Dec 15, 2010 14:34 GMT  ·  By
Two distinct markings seen in old representations of King Henry were found on the mummified head as well
   Two distinct markings seen in old representations of King Henry were found on the mummified head as well

About 400 years after King Henry IV of France died, authorities are finally laying his remains to rest. And by that we mean of course his head, which has apparently been making the rounds in private collections of antiquities enthusiasts for centuries.

Back in 1793, as the revolution swept France, revolutionaries symbolically desecrated the tombs of old French kings. On one such occasion, Henry's head was removed from his body and taken away.

Various individuals have since called themselves owners of the relic, until it fell back into the hands of authorities. Yesterday, December 14, it was announced that rigorous analyses had determined that the head – and the brain it contained, too – are indeed the former French monarch's.

The positive identification was made following thorough investigations, which included comparisons of the mummified head with sculptures and portraits of the defunct king.

Researchers even managed to construct a digital model of Henry's face, which matched the one the mummified head carried precisely, LiveScience reports.

A team at the University Hospital R Poincaré in Garches conducted the analysis.
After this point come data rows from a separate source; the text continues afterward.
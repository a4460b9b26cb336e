//! Connection check a host runs before starting a script on a flaky link.

use std::time::Duration;

use tracing::{debug, warn};

use super::HidTransport;
use crate::clock::Clock;

#[derive(Debug, Clone, Copy, PartialEq, Eq)]
pub struct PreflightConfig {
    /// Give up if no stable connection is seen within this window.
    pub window: Duration,
    /// Wait between the first positive check and the confirming one.
    pub recheck_delay: Duration,
    /// Wait between negative checks.
    pub poll_interval: Duration,
}

impl Default for PreflightConfig {
    fn default() -> Self {
        Self {
            window: Duration::from_secs(3),
            recheck_delay: Duration::from_millis(500),
            poll_interval: Duration::from_millis(100),
        }
    }
}

/// Return `true` once the transport reports connected twice in a row,
/// `recheck_delay` apart, within `window`.
///
/// A `false` result is the "connection unstable" condition: the host should
/// not start the script.
pub fn verify_connection(
    transport: &mut dyn HidTransport,
    clock: &dyn Clock,
    config: &PreflightConfig,
) -> bool {
    let start = clock.now();
    while clock.now().saturating_duration_since(start) < config.window {
        if transport.is_connected() {
            clock.sleep(config.recheck_delay);
            if transport.is_connected() {
                debug!("connection verified");
                return true;
            }
        }
        clock.sleep(config.poll_interval);
    }
    warn!("connection unstable after {:?}", config.window);
    false
}
//! Incremental script execution.
//!
//! The [`Scheduler`] owns the loaded script and a cursor into it. Each
//! [`tick`](Scheduler::tick) runs exactly one line, so a host loop can keep
//! rendering, polling input and servicing the radio between commands.

use std::sync::Arc;
use std::time::Duration;

use tracing::{debug, info};

use crate::command::Context;
use crate::error::SchedulerError;
use crate::parser::{Interpreter, split_lines};
use crate::transport::SharedTransport;

#[derive(Debug, Clone, Copy, PartialEq, Eq)]
pub struct SchedulerConfig {
    /// Pause inserted after every command until a script changes it.
    pub default_delay: Duration,
}

impl Default for SchedulerConfig {
    fn default() -> Self {
        Self {
            default_delay: Duration::from_millis(100),
        }
    }
}

#[derive(Debug, Clone, Copy, PartialEq, Eq)]
pub enum RunState {
    Idle,
    Running,
    Complete,
}

/// Runs a script one line per tick against the bound transport.
pub struct Scheduler {
    interpreter: Interpreter,
    config: SchedulerConfig,
    transport: Option<SharedTransport>,
    lines: Vec<String>,
    cursor: usize,
    in_comment_block: bool,
    default_delay: Duration,
    state: RunState,
}

impl Scheduler {
    pub fn new() -> Self {
        Self::with_config(SchedulerConfig::default())
    }

    pub fn with_config(config: SchedulerConfig) -> Self {
        Self {
            interpreter: Interpreter::new(),
            config,
            transport: None,
            lines: Vec::new(),
            cursor: 0,
            in_comment_block: false,
            default_delay: config.default_delay,
            state: RunState::Idle,
        }
    }

    /// Bind the transport commands are executed against.
    ///
    /// Fails while a script is running; stop it first.
    pub fn set_transport(&mut self, transport: SharedTransport) -> Result<(), SchedulerError> {
        if self.state == RunState::Running {
            return Err(SchedulerError::TransportBusy);
        }
        self.transport = Some(transport);
        Ok(())
    }

    /// Unbind the transport. Fails while a script is running.
    pub fn clear_transport(&mut self) -> Result<(), SchedulerError> {
        if self.state == RunState::Running {
            return Err(SchedulerError::TransportBusy);
        }
        self.transport = None;
        Ok(())
    }

    /// Load `script` and start running it from the first line.
    ///
    /// Any script already running is discarded.
    pub fn start(&mut self, script: &str) {
        if self.state == RunState::Running {
            info!(
                "Replacing running script at line {}/{}",
                self.cursor + 1,
                self.lines.len()
            );
        }

        self.lines = split_lines(script);
        self.cursor = 0;
        self.in_comment_block = false;
        self.default_delay = self.config.default_delay;
        self.state = if self.lines.is_empty() {
            RunState::Complete
        } else {
            RunState::Running
        };
        info!("Starting script: {} lines", self.lines.len());
    }

    /// Execute the line under the cursor and advance.
    ///
    /// Does nothing unless a script is running and a transport is bound.
    pub fn tick(&mut self) {
        if self.state != RunState::Running {
            return;
        }
        let Some(transport) = self.transport.as_ref().map(Arc::clone) else {
            return;
        };
        if self.cursor >= self.lines.len() {
            self.finish();
            return;
        }

        let command = self
            .interpreter
            .parse_line(&self.lines[self.cursor], self.in_comment_block);
        debug!("line {}: {:?}", self.cursor + 1, command);

        {
            let mut guard = transport.lock();
            let mut ctx = Context::new(&mut *guard, self.default_delay, self.in_comment_block);
            command.execute(&mut ctx);
            self.default_delay = ctx.default_delay();
            self.in_comment_block = ctx.in_comment_block();

            if command.takes_default_delay() && !self.default_delay.is_zero() {
                guard.pause(self.default_delay);
            }
        }

        self.cursor += 1;
        if self.cursor >= self.lines.len() {
            self.finish();
        }
    }

    /// Abort the running script. Safe to call in any state.
    pub fn stop(&mut self) {
        if self.state == RunState::Running {
            info!("Script stopped at line {}/{}", self.cursor + 1, self.lines.len());
        }
        self.lines.clear();
        self.cursor = 0;
        self.in_comment_block = false;
        self.state = RunState::Complete;
    }

    fn finish(&mut self) {
        self.cursor = self.lines.len();
        self.state = RunState::Complete;
        info!("Script complete");
    }

    /// Raw text of the line the next tick will run, or `""`.
    pub fn current_line_text(&self) -> &str {
        self.lines.get(self.cursor).map(String::as_str).unwrap_or("")
    }

    /// 1-based number of the next line, for progress display.
    pub fn current_line_number(&self) -> usize {
        self.cursor + 1
    }

    pub fn line_count(&self) -> usize {
        self.lines.len()
    }

    /// True whenever no script is running.
    pub fn is_complete(&self) -> bool {
        self.state != RunState::Running
    }

    pub fn state(&self) -> RunState {
        self.state
    }

    pub fn default_delay(&self) -> Duration {
        self.default_delay
    }
}

impl Default for Scheduler {
    fn default() -> Self {
        Self::new()
    }
}

#[cfg(test)]
mod tests {
    use super::*;
    use crate::keys::{KEY_ENTER, ModifierMask};
    use crate::test_support::{Action, RecordingTransport};
    use crate::transport::shared;
    use parking_lot::Mutex;

    const MS100: Duration = Duration::from_millis(100);

    fn scheduler() -> (Scheduler, Arc<Mutex<Vec<Action>>>) {
        let transport = RecordingTransport::connected();
        let log = transport.log();
        let mut scheduler = Scheduler::new();
        scheduler.set_transport(shared(transport)).unwrap();
        (scheduler, log)
    }

    fn run(scheduler: &mut Scheduler) {
        while !scheduler.is_complete() {
            scheduler.tick();
        }
    }

    #[test]
    fn test_one_line_per_tick() {
        let (mut s, _) = scheduler();
        s.start("STRING a\nREM b\n\nSTRING c");
        assert_eq!(s.line_count(), 4);
        for _ in 0..3 {
            s.tick();
            assert!(!s.is_complete());
        }
        s.tick();
        assert!(s.is_complete());
        assert_eq!(s.state(), RunState::Complete);
    }

    #[test]
    fn test_default_delay_follows_commands() {
        let (mut s, log) = scheduler();
        s.start("STRING hi\nREM quiet\nENTER\n");
        run(&mut s);
        assert_eq!(
            *log.lock(),
            vec![
                Action::Text("hi".into()),
                Action::Pause(MS100),
                Action::Combo(KEY_ENTER, ModifierMask::NONE),
                Action::Pause(MS100),
            ]
        );
    }

    #[test]
    fn test_delay_command() {
        let (mut s, log) = scheduler();
        s.start("DELAY 250\nDELAY -5\nDELAY abc");
        run(&mut s);
        assert_eq!(
            *log.lock(),
            vec![
                Action::Pause(Duration::from_millis(250)),
                Action::Pause(MS100),
                Action::Pause(MS100),
                Action::Pause(MS100),
            ]
        );
    }

    #[test]
    fn test_default_delay_change_applies_right_after_its_line() {
        let (mut s, log) = scheduler();
        s.start("DEFAULTDELAY 10\nSTRING a\nSTRING b");
        run(&mut s);
        assert_eq!(
            *log.lock(),
            vec![
                Action::Pause(Duration::from_millis(10)),
                Action::Text("a".into()),
                Action::Pause(Duration::from_millis(10)),
                Action::Text("b".into()),
                Action::Pause(Duration::from_millis(10)),
            ]
        );
        assert_eq!(s.default_delay(), Duration::from_millis(10));
    }

    #[test]
    fn test_key_lines_send_one_combo_each() {
        let (mut s, log) = scheduler();
        s.start("KEY CTRL ALT x\nKEY CTRL x y");
        run(&mut s);
        let combos: Vec<_> = log
            .lock()
            .iter()
            .filter(|a| !matches!(a, Action::Pause(_)))
            .cloned()
            .collect();
        assert_eq!(
            combos,
            vec![
                Action::Combo(b'x', ModifierMask::CTRL_LEFT | ModifierMask::ALT_LEFT),
                Action::Combo(b'y', ModifierMask::CTRL_LEFT),
            ]
        );
    }

    #[test]
    fn test_comment_block_suppresses_everything() {
        let (mut s, log) = scheduler();
        s.start("REM_BLOCK\nSTRING secret\nCTRL c\nDELAY 500\nREM_BLOCK END\nSTRING shown");
        run(&mut s);
        assert_eq!(
            *log.lock(),
            vec![Action::Text("shown".into()), Action::Pause(MS100)]
        );
    }

    #[test]
    fn test_zero_default_delay_never_pauses() {
        let transport = RecordingTransport::connected();
        let log = transport.log();
        let mut s = Scheduler::with_config(SchedulerConfig {
            default_delay: Duration::ZERO,
        });
        s.set_transport(shared(transport)).unwrap();
        s.start("STRING a\nSTRING b");
        run(&mut s);
        assert_eq!(
            *log.lock(),
            vec![Action::Text("a".into()), Action::Text("b".into())]
        );
    }

    #[test]
    fn test_stop_before_tick() {
        let (mut s, log) = scheduler();
        s.start("STRING a\nSTRING b");
        s.stop();
        assert!(s.is_complete());
        assert_eq!(s.current_line_text(), "");
        s.tick();
        assert!(log.lock().is_empty());

        s.stop();
        assert!(s.is_complete());
    }

    #[test]
    fn test_stop_mid_script() {
        let (mut s, log) = scheduler();
        s.start("STRING a\nSTRING b\nSTRING c");
        s.tick();
        s.stop();
        s.tick();
        assert_eq!(
            *log.lock(),
            vec![Action::Text("a".into()), Action::Pause(MS100)]
        );
    }

    #[test]
    fn test_current_line_text() {
        let (mut s, _) = scheduler();
        assert_eq!(s.current_line_text(), "");
        s.start("STRING a\r\n  DELAY 5");
        assert_eq!(s.current_line_text(), "STRING a\r");
        assert_eq!(s.current_line_number(), 1);
        s.tick();
        assert_eq!(s.current_line_text(), "  DELAY 5");
        s.tick();
        assert_eq!(s.current_line_text(), "");
    }

    #[test]
    fn test_restart_discards_previous_script() {
        let (mut s, log) = scheduler();
        s.start("STRING old1\nSTRING old2");
        s.tick();
        s.start("STRING new");
        run(&mut s);
        let texts: Vec<_> = log
            .lock()
            .iter()
            .filter_map(|a| match a {
                Action::Text(t) => Some(t.clone()),
                _ => None,
            })
            .collect();
        assert_eq!(texts, vec!["old1", "new"]);
    }

    #[test]
    fn test_restart_resets_delay_and_block_state() {
        let (mut s, log) = scheduler();
        s.start("DEFAULTDELAY 7\nREM_BLOCK\nSTRING hidden");
        s.tick();
        s.tick();
        s.start("STRING visible");
        run(&mut s);
        assert_eq!(
            log.lock()[1..],
            [Action::Text("visible".into()), Action::Pause(MS100)]
        );
    }

    #[test]
    fn test_empty_script_is_complete() {
        let (mut s, _) = scheduler();
        s.start("");
        assert!(s.is_complete());
    }

    #[test]
    fn test_tick_without_transport_is_noop() {
        let mut s = Scheduler::new();
        s.start("STRING a");
        s.tick();
        assert!(!s.is_complete());
        assert_eq!(s.current_line_text(), "STRING a");
    }

    #[test]
    fn test_rebinding_while_running_fails() {
        let (mut s, _) = scheduler();
        s.start("STRING a\nSTRING b");
        assert_eq!(
            s.set_transport(shared(RecordingTransport::connected())),
            Err(SchedulerError::TransportBusy)
        );
        assert_eq!(s.clear_transport(), Err(SchedulerError::TransportBusy));

        s.stop();
        assert!(s.set_transport(shared(RecordingTransport::connected())).is_ok());
    }

    #[test]
    fn test_disconnected_transport_still_completes() {
        let transport = RecordingTransport::disconnected();
        let log = transport.log();
        let mut s = Scheduler::new();
        s.set_transport(shared(transport)).unwrap();
        s.start("STRING a\nKEY CTRL c\nKEYS x y");
        for _ in 0..3 {
            s.tick();
        }
        assert!(s.is_complete());
        let sends = log
            .lock()
            .iter()
            .filter(|a| !matches!(a, Action::Pause(_)))
            .count();
        assert_eq!(sends, 0);
    }
}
Philipp Charlier, a forensic medical examiner and osteo-archaeologist (osteo stands for bones), was in charge of the study.

In a paper published in the December 15 issue of the top British Medical Journal (BMJ), the group explains that the techniques used to identify the former king, who was murdered in 1610, can be used to identify other royal figures as well.

Granted, this approach could in theory be used on any mummified head, so to speak, provided that experts have sufficient historical records or images of the person undergoing the identification process.

“Now positively identified according to the most rigorous arguments of any forensic anthropology examination, the French king’s head will be reinterred in the royal basilica of Saint-Denis after a solemn funeral ceremony,” the researchers wrote in the journal.

In his reigning days, Henry IV was beloved by the French people, even if he had to lay siege to Paris in order to get to the throne. This happened because he was Protestant and France Catholic.

Eventually, after years of rule, he too fell victim to an assassin, echoing the fate of his father, Henry III, who died at the hands of a fanatical monk in 1589.